- [About this task]: Look for the string "RetentionPolicy" in the listing. Copy each line that has it.

╭─ Data in this exercise

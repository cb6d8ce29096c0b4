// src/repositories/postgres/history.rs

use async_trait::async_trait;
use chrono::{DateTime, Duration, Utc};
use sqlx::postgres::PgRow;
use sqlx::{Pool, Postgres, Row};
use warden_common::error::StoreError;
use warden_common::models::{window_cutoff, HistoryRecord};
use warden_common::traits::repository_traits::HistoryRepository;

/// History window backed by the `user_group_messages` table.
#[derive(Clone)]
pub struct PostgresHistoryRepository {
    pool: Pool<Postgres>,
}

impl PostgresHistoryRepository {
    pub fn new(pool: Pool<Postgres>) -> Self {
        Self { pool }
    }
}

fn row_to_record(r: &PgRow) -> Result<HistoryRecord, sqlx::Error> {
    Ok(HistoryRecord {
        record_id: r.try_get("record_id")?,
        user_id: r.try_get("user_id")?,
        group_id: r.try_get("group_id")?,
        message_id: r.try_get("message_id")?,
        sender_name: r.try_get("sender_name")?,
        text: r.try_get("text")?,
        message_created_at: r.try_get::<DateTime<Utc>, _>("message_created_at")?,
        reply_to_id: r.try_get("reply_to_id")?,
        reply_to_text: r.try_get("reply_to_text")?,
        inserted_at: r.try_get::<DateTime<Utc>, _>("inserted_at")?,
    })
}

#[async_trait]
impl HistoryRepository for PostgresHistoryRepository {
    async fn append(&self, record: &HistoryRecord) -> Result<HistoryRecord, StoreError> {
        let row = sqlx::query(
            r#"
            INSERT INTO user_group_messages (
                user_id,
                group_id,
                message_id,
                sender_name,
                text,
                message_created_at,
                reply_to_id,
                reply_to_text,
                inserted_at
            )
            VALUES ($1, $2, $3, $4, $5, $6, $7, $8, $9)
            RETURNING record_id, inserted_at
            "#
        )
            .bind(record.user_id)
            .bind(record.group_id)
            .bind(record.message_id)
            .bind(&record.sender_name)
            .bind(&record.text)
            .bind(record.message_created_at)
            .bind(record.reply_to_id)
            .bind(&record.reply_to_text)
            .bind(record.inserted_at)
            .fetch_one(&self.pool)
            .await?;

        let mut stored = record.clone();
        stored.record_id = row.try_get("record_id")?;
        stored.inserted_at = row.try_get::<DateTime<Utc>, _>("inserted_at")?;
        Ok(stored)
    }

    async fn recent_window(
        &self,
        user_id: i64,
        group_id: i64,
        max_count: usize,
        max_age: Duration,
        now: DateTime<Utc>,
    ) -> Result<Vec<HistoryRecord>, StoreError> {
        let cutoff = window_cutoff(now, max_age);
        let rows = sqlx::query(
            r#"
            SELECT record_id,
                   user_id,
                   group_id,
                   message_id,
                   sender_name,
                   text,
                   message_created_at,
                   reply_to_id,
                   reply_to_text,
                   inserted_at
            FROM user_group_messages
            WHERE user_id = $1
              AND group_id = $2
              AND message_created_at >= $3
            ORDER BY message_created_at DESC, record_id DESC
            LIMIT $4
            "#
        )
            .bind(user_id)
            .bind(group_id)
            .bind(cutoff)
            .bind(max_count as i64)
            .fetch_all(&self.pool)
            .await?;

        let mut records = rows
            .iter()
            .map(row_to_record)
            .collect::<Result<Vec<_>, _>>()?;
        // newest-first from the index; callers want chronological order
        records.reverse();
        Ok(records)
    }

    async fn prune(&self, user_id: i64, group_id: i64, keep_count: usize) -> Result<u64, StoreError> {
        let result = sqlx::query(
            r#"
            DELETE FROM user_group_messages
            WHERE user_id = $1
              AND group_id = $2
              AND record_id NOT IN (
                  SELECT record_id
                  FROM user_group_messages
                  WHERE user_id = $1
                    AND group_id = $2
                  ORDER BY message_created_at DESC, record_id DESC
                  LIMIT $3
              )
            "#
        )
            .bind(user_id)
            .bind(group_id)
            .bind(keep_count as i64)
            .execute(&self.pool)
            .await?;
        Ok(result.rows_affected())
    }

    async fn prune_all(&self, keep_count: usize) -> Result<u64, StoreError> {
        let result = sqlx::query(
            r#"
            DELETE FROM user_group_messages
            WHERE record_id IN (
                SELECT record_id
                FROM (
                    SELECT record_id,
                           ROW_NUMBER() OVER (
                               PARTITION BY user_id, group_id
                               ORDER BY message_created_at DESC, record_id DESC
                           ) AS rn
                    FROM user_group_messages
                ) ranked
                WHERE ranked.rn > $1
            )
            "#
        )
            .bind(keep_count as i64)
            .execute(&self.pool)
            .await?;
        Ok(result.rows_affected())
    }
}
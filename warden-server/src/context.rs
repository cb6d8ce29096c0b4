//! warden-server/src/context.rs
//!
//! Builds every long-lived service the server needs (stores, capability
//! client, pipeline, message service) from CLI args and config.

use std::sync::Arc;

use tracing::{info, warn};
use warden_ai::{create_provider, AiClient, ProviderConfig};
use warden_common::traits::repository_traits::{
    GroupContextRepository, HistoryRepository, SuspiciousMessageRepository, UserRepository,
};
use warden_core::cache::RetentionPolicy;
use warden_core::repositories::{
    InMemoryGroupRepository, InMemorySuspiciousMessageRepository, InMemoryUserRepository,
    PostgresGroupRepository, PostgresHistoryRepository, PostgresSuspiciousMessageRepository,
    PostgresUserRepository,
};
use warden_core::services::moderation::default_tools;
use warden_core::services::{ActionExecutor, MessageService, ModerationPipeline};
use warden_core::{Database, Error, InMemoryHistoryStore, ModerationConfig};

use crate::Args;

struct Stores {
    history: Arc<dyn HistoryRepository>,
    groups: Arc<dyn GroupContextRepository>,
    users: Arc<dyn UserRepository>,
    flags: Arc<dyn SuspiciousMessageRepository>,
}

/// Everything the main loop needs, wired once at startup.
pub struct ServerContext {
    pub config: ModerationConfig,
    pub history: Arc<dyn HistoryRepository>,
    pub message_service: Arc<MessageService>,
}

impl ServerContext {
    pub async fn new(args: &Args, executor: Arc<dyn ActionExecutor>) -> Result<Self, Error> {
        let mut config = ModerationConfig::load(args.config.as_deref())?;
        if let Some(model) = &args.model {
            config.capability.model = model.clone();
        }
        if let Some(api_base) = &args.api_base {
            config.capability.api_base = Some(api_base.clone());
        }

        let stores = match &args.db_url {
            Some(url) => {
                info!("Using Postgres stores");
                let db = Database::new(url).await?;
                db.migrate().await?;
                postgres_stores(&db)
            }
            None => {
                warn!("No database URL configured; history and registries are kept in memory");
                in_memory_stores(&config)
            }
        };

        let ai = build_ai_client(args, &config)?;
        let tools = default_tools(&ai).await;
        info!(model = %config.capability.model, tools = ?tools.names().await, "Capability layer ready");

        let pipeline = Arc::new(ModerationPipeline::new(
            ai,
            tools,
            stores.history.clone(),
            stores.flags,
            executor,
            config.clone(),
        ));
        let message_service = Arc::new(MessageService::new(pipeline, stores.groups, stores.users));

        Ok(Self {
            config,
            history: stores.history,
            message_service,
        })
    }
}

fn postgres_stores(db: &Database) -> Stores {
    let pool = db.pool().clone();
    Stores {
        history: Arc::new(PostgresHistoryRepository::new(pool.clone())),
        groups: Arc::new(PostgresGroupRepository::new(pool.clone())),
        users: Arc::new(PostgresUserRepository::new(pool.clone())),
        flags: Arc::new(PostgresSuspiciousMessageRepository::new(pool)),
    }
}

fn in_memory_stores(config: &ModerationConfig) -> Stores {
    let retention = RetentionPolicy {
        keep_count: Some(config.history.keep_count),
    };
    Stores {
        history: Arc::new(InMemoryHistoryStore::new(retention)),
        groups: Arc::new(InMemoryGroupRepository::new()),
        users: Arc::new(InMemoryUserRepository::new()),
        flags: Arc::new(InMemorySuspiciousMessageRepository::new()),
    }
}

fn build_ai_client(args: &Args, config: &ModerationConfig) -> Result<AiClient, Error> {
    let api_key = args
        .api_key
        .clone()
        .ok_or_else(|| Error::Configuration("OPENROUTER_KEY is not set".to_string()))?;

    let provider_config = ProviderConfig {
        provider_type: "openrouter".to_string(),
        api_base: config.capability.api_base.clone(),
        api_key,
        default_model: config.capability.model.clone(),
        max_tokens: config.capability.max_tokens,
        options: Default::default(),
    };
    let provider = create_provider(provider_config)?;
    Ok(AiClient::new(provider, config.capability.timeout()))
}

╰─

- [Your response]:
use warden_core::cache::RetentionPolicy;
    let retention = RetentionPolicy {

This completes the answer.